- Born: 1 January 1936 Bauchi, Northern Region, British Nigeria
- Died: 15 January 2026 (aged 90) Jos, Plateau State, Nigeria
- Occupations: Islamic cleric, humanitarian
- Known for: Saving the lives of 262 Christians during the 2018 Barkin Ladi attacks

= Abdullahi Abubakar =

Nigerian Islamic cleric and humanitarian (1936–2026)

Abdullahi Abubakar (1 January 1936 – 15 January 2026) was a Nigerian Islamic cleric and humanitarian. He is best known for saving the lives of 262 non-Muslims, predominantly Christian, during an attack on his community by armed bandits in 2018.

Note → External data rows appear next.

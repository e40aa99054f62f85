//! Synthesis-safe text cleanup.
//!
//! Applied to each chunk right before it is sent to the provider, never
//! before chunking, so the splitter always sees the original structure.
//! Cleanup may leave nothing; the caller treats an empty result as a
//! permanent failure for that chunk.

use once_cell::sync::Lazy;
use regex::Regex;

static WHITESPACE: Lazy<Regex> = Lazy::new(|| Regex::new(r"\s+").unwrap());
static ELLIPSIS: Lazy<Regex> = Lazy::new(|| Regex::new(r"\.{2,}").unwrap());
static EXCLAMATIONS: Lazy<Regex> = Lazy::new(|| Regex::new(r"!{2,}").unwrap());
static QUESTIONS: Lazy<Regex> = Lazy::new(|| Regex::new(r"\?{2,}").unwrap());

// Everything the synthesis voice cannot pronounce gets dropped. Word
// characters here are Unicode-aware, so Cyrillic text passes through.
static DISALLOWED: Lazy<Regex> =
    Lazy::new(|| Regex::new(r#"[^\w\s.,!?;:()\-—–"«»']+"#).unwrap());

/// Clean chunk text for synthesis.
pub fn clean_for_synthesis(text: &str) -> String {
    let text = WHITESPACE.replace_all(text, " ");
    let text = ELLIPSIS.replace_all(&text, "...");
    let text = EXCLAMATIONS.replace_all(&text, "!");
    let text = QUESTIONS.replace_all(&text, "?");
    let text = DISALLOWED.replace_all(&text, "");
    text.trim().to_string()
}

#[cfg(test)]
mod tests {
    use super::*;

    #[test]
    fn test_whitespace_collapses_to_single_spaces() {
        assert_eq!(clean_for_synthesis("a  b\n\nc\td"), "a b c d");
    }

    #[test]
    fn test_period_runs_become_ellipsis() {
        assert_eq!(clean_for_synthesis("wait.."), "wait...");
        assert_eq!(clean_for_synthesis("wait......."), "wait...");
        assert_eq!(clean_for_synthesis("done."), "done.");
    }

    #[test]
    fn test_repeated_terminators_collapse() {
        assert_eq!(clean_for_synthesis("no!!!"), "no!");
        assert_eq!(clean_for_synthesis("what???"), "what?");
    }

    #[test]
    fn test_unpronounceable_symbols_are_dropped() {
        assert_eq!(clean_for_synthesis("price 100$ #tag"), "price 100 tag");
        assert_eq!(clean_for_synthesis("hello 🎵world"), "hello world");
    }

    #[test]
    fn test_allowed_punctuation_survives() {
        let text = r#"He said: "wait, stop!" (twice) — really?"#;
        assert_eq!(clean_for_synthesis(text), text);
    }

    #[test]
    fn test_cyrillic_passes_through() {
        assert_eq!(clean_for_synthesis("Привет, мир!"), "Привет, мир!");
    }

    #[test]
    fn test_symbol_only_input_cleans_to_empty() {
        assert_eq!(clean_for_synthesis("@#$%^&*"), "");
        assert_eq!(clean_for_synthesis("   "), "");
    }

    #[test]
    fn test_result_is_trimmed() {
        assert_eq!(clean_for_synthesis("  hello  "), "hello");
    }
}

==Early life and education==
Abubakar was born in Bauchi, Northern Region, Nigeria, in 1936. He grew up in a religious family and memorized the Qur’an at an early age. As a youth, he was known for his devotion to community service and helping the poor. He trained under prominent Islamic scholars in Bauchi and surrounding areas, gaining knowledge in Islamic jurisprudence, theology, and leadership. This foundation prepared him to become a respected religious leader and mediator in his community.

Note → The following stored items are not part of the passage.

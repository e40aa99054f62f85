//! Text processing: chunking and synthesis-safe cleanup.

pub mod chunker;
pub mod cleaner;

/// A bounded slice of source text scheduled for one synthesis call.
///
/// The index is assigned at split time and defines the canonical output
/// order; the text is immutable after creation.
#[derive(Debug, Clone, PartialEq)]
pub struct TextChunk {
    /// Position in the output order
    pub index: usize,
    /// The text content
    pub text: String,
}

impl TextChunk {
    pub fn new(index: usize, text: String) -> Self {
        Self { index, text }
    }

    /// Length in characters, the unit the provider limit is defined in.
    pub fn len(&self) -> usize {
        self.text.chars().count()
    }

    pub fn is_empty(&self) -> bool {
        self.text.is_empty()
    }
}

#[cfg(test)]
mod tests {
    use super::*;

    #[test]
    fn test_text_chunk_creation() {
        let chunk = TextChunk::new(3, "Hello world".to_string());
        assert_eq!(chunk.index, 3);
        assert_eq!(chunk.text, "Hello world");
        assert_eq!(chunk.len(), 11);
        assert!(!chunk.is_empty());
    }

    #[test]
    fn test_text_chunk_len_counts_chars() {
        // Cyrillic is two bytes per char; len() must count characters
        let chunk = TextChunk::new(0, "Привет".to_string());
        assert_eq!(chunk.len(), 6);
    }
}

==Humanitarian leadership==
Imam Abubakar served as the Chief Imam of Akwatti Mosque in Nghar, a community in the Barkin Ladi local government area of Plateau State. In 2018, Yelwan Gindi Akwati, Swei, and Nghar villages were attacked by suspected bandits, resulting in the deaths of approximately 80 people.

During the attack, Imam Abubakar was able to save the lives of 262 people, predominantly Christians from the Birom tribe in an example of interfaith solidarity, by sheltering them in his mosque while the attackers roamed the villages. He personally negotiated with the assailants to prevent further killings and organized safe evacuation routes for vulnerable residents.

==Recognition==
Abubakar received international attention for his bravery and humanitarian leadership. He was praised as a symbol of moral courage, interfaith cooperation, and the protection of civilians in conflict situations.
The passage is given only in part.